WHAT THIS TASK INVOLVES:
In the data that follows, find the line with "Error type for"; transcribe it, every later line up to the one with "#[error(transparent)]", and that line as well, exactly and with no others.

TASK DATA START

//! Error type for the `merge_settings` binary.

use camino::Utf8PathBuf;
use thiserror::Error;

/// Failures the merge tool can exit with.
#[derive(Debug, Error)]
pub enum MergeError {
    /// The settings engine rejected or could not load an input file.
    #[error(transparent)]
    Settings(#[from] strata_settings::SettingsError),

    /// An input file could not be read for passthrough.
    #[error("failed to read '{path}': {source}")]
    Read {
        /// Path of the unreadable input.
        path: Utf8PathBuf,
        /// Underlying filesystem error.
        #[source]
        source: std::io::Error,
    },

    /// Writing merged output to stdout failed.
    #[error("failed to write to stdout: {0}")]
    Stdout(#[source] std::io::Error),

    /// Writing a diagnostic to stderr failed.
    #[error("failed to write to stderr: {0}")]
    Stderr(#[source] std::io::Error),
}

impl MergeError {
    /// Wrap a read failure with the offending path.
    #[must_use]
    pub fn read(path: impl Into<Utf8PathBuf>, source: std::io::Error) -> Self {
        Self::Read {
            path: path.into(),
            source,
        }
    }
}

TASK DATA END
TASK DATA START

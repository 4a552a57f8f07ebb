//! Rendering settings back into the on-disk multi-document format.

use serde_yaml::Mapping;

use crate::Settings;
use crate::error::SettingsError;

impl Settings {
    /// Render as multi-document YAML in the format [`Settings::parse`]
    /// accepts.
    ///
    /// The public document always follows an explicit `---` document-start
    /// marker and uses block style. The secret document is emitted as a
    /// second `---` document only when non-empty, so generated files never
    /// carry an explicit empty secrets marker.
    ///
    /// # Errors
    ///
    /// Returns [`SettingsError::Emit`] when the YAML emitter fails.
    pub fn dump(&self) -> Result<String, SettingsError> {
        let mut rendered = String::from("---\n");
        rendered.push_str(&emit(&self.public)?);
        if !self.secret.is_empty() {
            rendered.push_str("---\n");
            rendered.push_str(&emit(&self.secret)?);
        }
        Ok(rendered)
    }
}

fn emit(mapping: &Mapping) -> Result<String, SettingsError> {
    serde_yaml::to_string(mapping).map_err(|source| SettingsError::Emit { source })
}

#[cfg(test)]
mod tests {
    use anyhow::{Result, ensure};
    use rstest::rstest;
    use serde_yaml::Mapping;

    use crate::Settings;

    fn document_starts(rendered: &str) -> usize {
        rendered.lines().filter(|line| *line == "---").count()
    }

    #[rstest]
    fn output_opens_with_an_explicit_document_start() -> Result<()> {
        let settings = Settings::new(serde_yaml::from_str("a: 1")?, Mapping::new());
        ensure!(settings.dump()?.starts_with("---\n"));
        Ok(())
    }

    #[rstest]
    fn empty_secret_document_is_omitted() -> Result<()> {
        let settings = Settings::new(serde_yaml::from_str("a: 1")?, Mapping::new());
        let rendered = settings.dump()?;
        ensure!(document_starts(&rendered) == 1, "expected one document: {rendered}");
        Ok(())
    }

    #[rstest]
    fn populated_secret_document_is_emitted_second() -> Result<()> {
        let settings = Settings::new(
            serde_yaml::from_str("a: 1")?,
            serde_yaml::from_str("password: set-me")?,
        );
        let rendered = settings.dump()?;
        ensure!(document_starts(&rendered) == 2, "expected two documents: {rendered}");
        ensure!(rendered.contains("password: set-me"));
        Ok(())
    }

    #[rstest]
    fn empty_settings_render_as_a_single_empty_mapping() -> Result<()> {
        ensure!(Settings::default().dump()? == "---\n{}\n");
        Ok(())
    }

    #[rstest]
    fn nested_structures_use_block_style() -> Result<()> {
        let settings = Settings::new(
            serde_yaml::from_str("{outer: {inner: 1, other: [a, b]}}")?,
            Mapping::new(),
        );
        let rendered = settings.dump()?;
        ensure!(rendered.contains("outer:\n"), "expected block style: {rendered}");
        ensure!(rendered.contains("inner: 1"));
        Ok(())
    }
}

TASK DATA END

TASK SOLUTION:
//! Error type for the `merge_settings` binary.

use camino::Utf8PathBuf;
use thiserror::Error;

/// Failures the merge tool can exit with.
#[derive(Debug, Error)]
pub enum MergeError {
    /// The settings engine rejected or could not load an input file.
    #[error(transparent)]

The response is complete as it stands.